━━━ Data under study ━━━

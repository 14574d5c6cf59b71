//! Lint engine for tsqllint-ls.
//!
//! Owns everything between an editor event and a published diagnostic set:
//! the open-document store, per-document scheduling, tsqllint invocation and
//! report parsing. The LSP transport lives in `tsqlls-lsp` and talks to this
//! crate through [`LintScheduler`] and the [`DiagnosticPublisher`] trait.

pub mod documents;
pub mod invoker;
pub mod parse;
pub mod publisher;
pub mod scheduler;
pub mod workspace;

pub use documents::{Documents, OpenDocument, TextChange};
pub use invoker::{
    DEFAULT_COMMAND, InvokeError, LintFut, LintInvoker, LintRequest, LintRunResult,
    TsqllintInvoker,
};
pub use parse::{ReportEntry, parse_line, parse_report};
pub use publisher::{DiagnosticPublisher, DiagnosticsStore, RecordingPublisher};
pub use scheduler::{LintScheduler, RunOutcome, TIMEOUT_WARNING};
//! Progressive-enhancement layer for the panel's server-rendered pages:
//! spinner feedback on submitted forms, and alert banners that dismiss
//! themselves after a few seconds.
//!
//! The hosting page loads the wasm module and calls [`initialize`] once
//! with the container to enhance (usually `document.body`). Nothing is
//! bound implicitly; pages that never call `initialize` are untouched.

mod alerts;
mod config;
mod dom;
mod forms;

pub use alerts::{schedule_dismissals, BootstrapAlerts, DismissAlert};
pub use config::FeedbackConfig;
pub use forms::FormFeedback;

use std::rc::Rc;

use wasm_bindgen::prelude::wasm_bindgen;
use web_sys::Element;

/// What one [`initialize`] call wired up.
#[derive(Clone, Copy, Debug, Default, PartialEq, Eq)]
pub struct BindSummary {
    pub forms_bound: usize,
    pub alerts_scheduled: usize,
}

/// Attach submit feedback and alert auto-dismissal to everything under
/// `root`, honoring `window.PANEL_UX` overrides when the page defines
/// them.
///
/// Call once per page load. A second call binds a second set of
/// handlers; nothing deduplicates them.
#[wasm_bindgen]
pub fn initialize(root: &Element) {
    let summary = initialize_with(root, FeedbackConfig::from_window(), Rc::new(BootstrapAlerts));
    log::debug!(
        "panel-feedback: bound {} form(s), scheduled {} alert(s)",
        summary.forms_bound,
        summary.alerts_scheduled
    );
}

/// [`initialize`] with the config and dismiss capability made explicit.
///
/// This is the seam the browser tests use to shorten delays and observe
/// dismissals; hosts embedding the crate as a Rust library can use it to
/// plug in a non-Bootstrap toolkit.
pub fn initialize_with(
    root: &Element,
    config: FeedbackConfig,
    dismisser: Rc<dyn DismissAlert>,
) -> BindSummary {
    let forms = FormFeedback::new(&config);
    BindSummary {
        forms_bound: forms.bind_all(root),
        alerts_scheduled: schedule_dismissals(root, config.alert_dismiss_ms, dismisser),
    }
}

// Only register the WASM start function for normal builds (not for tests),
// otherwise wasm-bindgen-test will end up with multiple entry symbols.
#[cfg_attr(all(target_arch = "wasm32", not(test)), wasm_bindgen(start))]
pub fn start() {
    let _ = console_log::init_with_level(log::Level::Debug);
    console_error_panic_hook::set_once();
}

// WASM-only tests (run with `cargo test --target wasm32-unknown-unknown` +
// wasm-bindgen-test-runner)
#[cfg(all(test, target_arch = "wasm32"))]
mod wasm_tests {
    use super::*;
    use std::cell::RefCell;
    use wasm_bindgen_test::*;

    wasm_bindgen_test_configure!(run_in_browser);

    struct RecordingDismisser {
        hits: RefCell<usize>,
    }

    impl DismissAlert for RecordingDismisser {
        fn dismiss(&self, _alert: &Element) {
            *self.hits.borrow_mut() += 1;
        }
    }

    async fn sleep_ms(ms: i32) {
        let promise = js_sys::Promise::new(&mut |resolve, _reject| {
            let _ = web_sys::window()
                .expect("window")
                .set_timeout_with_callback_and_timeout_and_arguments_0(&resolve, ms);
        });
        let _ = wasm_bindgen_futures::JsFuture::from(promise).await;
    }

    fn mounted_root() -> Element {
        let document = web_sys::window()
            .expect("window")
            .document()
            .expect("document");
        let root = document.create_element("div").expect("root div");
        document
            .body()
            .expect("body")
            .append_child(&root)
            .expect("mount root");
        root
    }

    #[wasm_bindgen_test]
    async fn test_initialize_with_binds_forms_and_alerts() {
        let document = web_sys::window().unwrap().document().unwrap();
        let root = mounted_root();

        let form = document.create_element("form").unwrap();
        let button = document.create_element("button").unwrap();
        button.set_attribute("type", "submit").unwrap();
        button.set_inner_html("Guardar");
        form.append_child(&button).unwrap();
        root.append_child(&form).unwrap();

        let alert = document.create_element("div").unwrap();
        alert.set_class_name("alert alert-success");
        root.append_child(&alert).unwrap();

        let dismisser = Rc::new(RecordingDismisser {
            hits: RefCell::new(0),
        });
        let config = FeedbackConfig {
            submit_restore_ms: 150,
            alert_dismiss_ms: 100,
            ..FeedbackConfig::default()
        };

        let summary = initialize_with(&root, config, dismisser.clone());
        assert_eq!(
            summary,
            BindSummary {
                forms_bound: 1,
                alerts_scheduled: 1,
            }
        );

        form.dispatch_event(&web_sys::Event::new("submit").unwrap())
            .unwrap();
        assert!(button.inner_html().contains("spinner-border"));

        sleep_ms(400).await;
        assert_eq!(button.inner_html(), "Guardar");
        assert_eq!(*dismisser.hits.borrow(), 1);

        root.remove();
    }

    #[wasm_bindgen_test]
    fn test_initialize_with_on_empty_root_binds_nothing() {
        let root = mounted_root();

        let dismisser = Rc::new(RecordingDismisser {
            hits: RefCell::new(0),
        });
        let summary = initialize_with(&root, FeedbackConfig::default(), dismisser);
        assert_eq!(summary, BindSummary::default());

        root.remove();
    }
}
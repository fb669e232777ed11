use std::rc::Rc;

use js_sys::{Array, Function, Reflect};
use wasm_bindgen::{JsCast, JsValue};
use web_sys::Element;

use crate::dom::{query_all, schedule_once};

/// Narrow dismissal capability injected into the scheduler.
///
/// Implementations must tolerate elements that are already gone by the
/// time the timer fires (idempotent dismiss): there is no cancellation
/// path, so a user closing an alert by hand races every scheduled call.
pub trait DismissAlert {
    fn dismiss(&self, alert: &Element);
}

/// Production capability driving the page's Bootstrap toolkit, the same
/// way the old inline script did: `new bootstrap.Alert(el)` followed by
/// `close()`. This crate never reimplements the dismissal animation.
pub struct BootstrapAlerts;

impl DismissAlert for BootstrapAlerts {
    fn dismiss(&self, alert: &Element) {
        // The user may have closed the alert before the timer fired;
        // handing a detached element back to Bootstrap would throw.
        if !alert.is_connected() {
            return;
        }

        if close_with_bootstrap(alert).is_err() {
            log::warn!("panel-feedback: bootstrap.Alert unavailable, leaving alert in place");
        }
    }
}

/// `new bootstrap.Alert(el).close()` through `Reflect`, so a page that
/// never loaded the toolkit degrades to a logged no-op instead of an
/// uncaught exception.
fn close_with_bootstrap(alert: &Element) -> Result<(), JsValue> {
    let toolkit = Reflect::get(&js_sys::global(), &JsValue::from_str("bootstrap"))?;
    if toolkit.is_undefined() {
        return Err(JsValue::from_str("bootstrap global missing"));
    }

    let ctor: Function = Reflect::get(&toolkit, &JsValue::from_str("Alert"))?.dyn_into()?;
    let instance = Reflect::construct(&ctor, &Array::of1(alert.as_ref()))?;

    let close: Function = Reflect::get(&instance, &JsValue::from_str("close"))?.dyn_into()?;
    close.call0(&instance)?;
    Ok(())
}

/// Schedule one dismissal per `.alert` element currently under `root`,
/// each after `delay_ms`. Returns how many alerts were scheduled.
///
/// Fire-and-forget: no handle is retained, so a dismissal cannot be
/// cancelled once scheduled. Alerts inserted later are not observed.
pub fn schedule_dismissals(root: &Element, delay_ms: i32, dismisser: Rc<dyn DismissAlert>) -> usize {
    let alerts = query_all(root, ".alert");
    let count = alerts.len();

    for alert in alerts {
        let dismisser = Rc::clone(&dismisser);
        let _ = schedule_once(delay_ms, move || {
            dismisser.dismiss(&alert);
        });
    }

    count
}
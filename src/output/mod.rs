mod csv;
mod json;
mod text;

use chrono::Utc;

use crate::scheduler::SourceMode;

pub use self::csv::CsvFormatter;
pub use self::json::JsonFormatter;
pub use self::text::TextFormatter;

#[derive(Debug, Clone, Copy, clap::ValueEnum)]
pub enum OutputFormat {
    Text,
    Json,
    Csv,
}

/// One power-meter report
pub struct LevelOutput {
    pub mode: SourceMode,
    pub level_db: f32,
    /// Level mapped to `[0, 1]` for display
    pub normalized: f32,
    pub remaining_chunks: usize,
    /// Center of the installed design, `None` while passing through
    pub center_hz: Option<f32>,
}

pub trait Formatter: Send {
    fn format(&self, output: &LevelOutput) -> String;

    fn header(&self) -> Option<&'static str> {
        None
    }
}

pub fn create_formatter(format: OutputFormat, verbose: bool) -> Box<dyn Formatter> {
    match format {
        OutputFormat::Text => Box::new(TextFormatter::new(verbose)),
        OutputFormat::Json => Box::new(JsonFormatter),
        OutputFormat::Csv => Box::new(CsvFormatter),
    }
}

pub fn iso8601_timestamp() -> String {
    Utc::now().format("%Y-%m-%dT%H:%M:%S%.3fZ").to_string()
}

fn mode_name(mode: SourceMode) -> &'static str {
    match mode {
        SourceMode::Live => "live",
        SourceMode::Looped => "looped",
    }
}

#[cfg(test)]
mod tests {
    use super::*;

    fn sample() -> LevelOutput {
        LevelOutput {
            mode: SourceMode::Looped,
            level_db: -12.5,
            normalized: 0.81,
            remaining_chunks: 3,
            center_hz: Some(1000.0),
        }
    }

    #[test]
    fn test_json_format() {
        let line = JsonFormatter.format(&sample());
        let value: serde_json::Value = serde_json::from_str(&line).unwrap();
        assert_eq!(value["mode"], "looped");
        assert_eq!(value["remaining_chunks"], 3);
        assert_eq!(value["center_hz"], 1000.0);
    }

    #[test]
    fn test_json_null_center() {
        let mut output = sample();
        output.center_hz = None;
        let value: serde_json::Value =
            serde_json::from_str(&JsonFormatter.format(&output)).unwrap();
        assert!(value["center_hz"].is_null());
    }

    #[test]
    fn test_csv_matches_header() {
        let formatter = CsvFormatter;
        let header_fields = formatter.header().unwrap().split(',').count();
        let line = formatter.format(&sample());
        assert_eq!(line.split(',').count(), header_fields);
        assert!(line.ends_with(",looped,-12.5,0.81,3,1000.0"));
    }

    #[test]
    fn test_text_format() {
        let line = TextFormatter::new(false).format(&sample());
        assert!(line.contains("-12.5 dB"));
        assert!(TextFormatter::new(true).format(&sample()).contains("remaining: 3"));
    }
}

━━━

Required action →
Please reproduce the lines from the line with "toolkit, the same" to the line with "are not observed.", both ends included, exactly as they appear above.

Reply →
/// Production capability driving the page's Bootstrap toolkit, the same
/// way the old inline script did: `new bootstrap.Alert(el)` followed by
/// `close()`. This crate never reimplements the dismissal animation.
pub struct BootstrapAlerts;

impl DismissAlert for BootstrapAlerts {
    fn dismiss(&self, alert: &Element) {
        // The user may have closed the alert before the timer fired;
        // handing a detached element back to Bootstrap would throw.
        if !alert.is_connected() {
            return;
        }

        if close_with_bootstrap(alert).is_err() {
            log::warn!("panel-feedback: bootstrap.Alert unavailable, leaving alert in place");
        }
    }
}

/// `new bootstrap.Alert(el).close()` through `Reflect`, so a page that
/// never loaded the toolkit degrades to a logged no-op instead of an
/// uncaught exception.
fn close_with_bootstrap(alert: &Element) -> Result<(), JsValue> {
    let toolkit = Reflect::get(&js_sys::global(), &JsValue::from_str("bootstrap"))?;
    if toolkit.is_undefined() {
        return Err(JsValue::from_str("bootstrap global missing"));
    }

    let ctor: Function = Reflect::get(&toolkit, &JsValue::from_str("Alert"))?.dyn_into()?;
    let instance = Reflect::construct(&ctor, &Array::of1(alert.as_ref()))?;

    let close: Function = Reflect::get(&instance, &JsValue::from_str("close"))?.dyn_into()?;
    close.call0(&instance)?;
    Ok(())
}

/// Schedule one dismissal per `.alert` element currently under `root`,
/// each after `delay_ms`. Returns how many alerts were scheduled.
///
/// Fire-and-forget: no handle is retained, so a dismissal cannot be
/// cancelled once scheduled. Alerts inserted later are not observed.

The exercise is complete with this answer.